Bangladesh has drafted a legal framework to make the way for getting access to credit from the BRICS-led New Development Bank (NDB).
The Economic Relations Division (ERD) under the Ministry of Finance has prepared the draft on the "New Development Bank Law-2022", finance ministry officials said.
Trade experts and economists have viewed that opening up such avenues would be a wise option for the government in the wake of the country's growing need for increased budget support.
Recently, Bangladesh has approached the International Monetary Fund (IMF) for US$ 4.5 billion in loans to offset the ongoing financial setback.
On September 16 last year, Bangladesh formally joined the new multilateral lending agency, established in 2015 under a joint initiative of Brazil, Russia, India, China and South Africa (BRICS).
Bangladesh will have to pay a membership subscription of US$188.4 million as a contribution to the paid-up capital of the bank. Before making the payment, the country will have to enact the law, said the MoF officials.
After finalisation of the draft, they added, it would be sent to parliament for the lawmakers' approval.
Officials said the legal framework is required for completing relevant domestic procedures and seeking loans from the multilateral lender.
The ERD is working on finalizing the draft based on the stakeholders' opinion. It has sent the draft to the relevant government departments that deal with fiscal matters for their opinions before finalising it.
A senior official at the MoF said that after enacting the law, the ministry would take necessary preparation and complete relevant procedures to seek loans from the NDB.

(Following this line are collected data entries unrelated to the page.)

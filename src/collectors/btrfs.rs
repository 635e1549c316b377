use std::fmt::Debug;
use std::path::PathBuf;
use std::time::Duration;

use crate::collectors::runner::{self, Invocation};
use crate::error::CheckError;
use crate::models::usage::{DeviceStatus, ScrubSummary, UsageSnapshot};
use crate::parser;

/// The three btrfs reports this check knows how to read.
#[derive(Debug, Clone, Copy, PartialEq, Eq)]
pub enum ReportKind {
    /// `btrfs filesystem usage -b`
    Usage,
    /// `btrfs filesystem show`
    DeviceList,
    /// `btrfs scrub status`
    ScrubStatus,
}

impl ReportKind {
    /// btrfs subcommand arguments for `target`.
    pub fn args(&self, target: &str) -> Vec<String> {
        let sub: &[&str] = match self {
            ReportKind::Usage       => &["filesystem", "usage", "-b"],
            ReportKind::DeviceList  => &["filesystem", "show"],
            ReportKind::ScrubStatus => &["scrub", "status"],
        };
        sub.iter().copied().chain([target]).map(String::from).collect()
    }
}

/// A parsed report type, tied to the `ReportKind` that produces it.
pub trait Report: Sized + Debug {
    const KIND: ReportKind;

    fn parse<S: AsRef<str>>(lines: &[S]) -> Self;
}

impl Report for UsageSnapshot {
    const KIND: ReportKind = ReportKind::Usage;

    fn parse<S: AsRef<str>>(lines: &[S]) -> Self {
        UsageSnapshot {
            overall_size: parser::parse_overall_size(lines),
            breakdown:    parser::parse_usage_breakdown(lines),
        }
    }
}

impl Report for DeviceStatus {
    const KIND: ReportKind = ReportKind::DeviceList;

    fn parse<S: AsRef<str>>(lines: &[S]) -> Self {
        DeviceStatus { missing: parser::parse_missing_devices(lines) }
    }
}

impl Report for ScrubSummary {
    const KIND: ReportKind = ReportKind::ScrubStatus;

    fn parse<S: AsRef<str>>(lines: &[S]) -> Self {
        ScrubSummary { errors: parser::parse_scrub_status(lines) }
    }
}

/// Anything that can produce the raw text of a btrfs report.
pub trait ReportSource {
    fn fetch(&self, kind: ReportKind) -> Result<Vec<String>, CheckError>;
}

/// Runs the real `btrfs` binary, optionally through sudo.
#[derive(Debug, Clone)]
pub struct BtrfsCommand {
    pub btrfs:   PathBuf,
    pub sudo:    Option<PathBuf>,
    pub target:  String,
    pub timeout: Duration,
}

impl BtrfsCommand {
    pub fn invocation(&self, kind: ReportKind) -> Invocation {
        Invocation::new(self.btrfs.clone(), kind.args(&self.target), self.timeout)
            .elevated(self.sudo.as_deref())
    }
}

impl ReportSource for BtrfsCommand {
    fn fetch(&self, kind: ReportKind) -> Result<Vec<String>, CheckError> {
        runner::run(&self.invocation(kind))
    }
}

/// Fetch the report `R` is parsed from and parse it.
pub fn collect<R: Report>(source: &dyn ReportSource) -> Result<R, CheckError> {
    let lines = source.fetch(R::KIND)?;
    let parsed = R::parse(&lines);
    log::debug!("{:?}: {:?}", R::KIND, parsed);
    Ok(parsed)
}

He, however, said payment of subscription to the NDB is not linked with the law, but necessary guidelines would be needed to determine the process of seeking funds from the NDB.
"We have expressed original concurrence as the MoF will allocate the fund for subscription," he added.
Earlier, the NDB had agreed to offer its 1.0 per cent share to Bangladesh, Uruguay and UEA each.
Md Shahriar Kader Siddiky, additional secretary (wing chief) of Asia, JEC and F&F, however, declined to comment on the draft law at this stage.
A senior government official said the NDB law is drafted following the legal format of Chinese lender Asian Infrastructure Investment Bank (AIIB) which was approved by parliament earlier.
He, however, said relevant Articles of Agreement of the NDB have been signed between the Finance Minister of Bangladesh and the NDB earlier.
The NDB law would be needed to endorse, enforce and implement the clauses, sections, articles and interests of loan amount if it is sanctioned by the NDB to Bangladesh.
Bangladesh's total share as subscribed capital in the NDB is $ 942 million. Of the amount, $188.4 million is paid-up capital and the rest $ 753 million is authorised capital.
The paid-up capital of $188.4 million will have to be deposited in seven installments over next seven years.
The remaining $753 million could be paid through the purchase of bonds of the NDB if Bangladesh wants to do so.
Bangladesh was the first country to deposit worth $ 15 million, its instrument of accession, as a member outside the BRICS.
Since its inception in late 2015, the NDB has provided about $30 billion in loans to member states for 70 different projects related to sustainable infrastructure and sustainable development more broadly.
Dr Zaidi Sattar, Chairman of the Policy Research Institute (PRI), said Bangladesh needs to open up scope of seeking fund support from multilateral lending agencies for implementation of the mega projects.
The rate of interests and other terms and conditions of the multilateral lenders are mostly favourable as they give loans under sovereign guarantee, he added.
If the government needs to borrow, the NDB could be a wise choice than that of bank borrowing from the internal sources, he added.
"It is impressive that Bangladesh became qualified to be a member of the BRICS-led lender that would open up avenues of alternative sources of international funding for the country," he said.
Dr MA Razzaque, an economist specialised in applied international trade, said that joining the NDB is a prudent decision for Bangladesh as it needs to open up several options for seeking fund support.
"Taking loan from multilateral lending agencies is a better option than that of the bilateral loan agreement as terms and conditions are determined in a transparent way through discussion," said Dr Razzaque, Chairman of Research and Policy Integration for Development (RAPID) and Research Director at the PRI.
He preferred the NDB as one of the potential lenders than the other western lenders as the associated countries have similar experiences being faced by Bangladesh.